» Problem to work on:
Look through the records below and say how many lines include "Some". Give only that number.

» Records:
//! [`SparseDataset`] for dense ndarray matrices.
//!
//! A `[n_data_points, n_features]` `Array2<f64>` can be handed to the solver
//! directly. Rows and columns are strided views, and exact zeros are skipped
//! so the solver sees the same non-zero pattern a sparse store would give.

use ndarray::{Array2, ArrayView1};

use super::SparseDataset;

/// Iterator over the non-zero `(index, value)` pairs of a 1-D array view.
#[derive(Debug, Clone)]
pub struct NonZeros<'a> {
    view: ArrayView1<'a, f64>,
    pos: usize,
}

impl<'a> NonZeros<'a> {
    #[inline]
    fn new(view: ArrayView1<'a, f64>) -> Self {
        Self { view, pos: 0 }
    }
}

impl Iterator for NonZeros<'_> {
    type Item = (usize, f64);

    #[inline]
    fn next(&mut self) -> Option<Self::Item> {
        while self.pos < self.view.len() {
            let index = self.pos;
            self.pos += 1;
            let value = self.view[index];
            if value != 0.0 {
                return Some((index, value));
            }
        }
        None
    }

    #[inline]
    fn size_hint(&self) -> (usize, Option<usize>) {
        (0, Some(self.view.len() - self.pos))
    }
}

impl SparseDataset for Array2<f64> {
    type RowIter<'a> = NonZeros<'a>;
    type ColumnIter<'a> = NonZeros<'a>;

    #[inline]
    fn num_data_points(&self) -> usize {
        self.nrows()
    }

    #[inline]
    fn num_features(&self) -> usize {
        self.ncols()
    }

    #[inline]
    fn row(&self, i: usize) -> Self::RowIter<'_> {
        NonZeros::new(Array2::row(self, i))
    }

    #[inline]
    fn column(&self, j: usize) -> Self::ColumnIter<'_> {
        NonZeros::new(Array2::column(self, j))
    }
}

» Result of this exercise:
2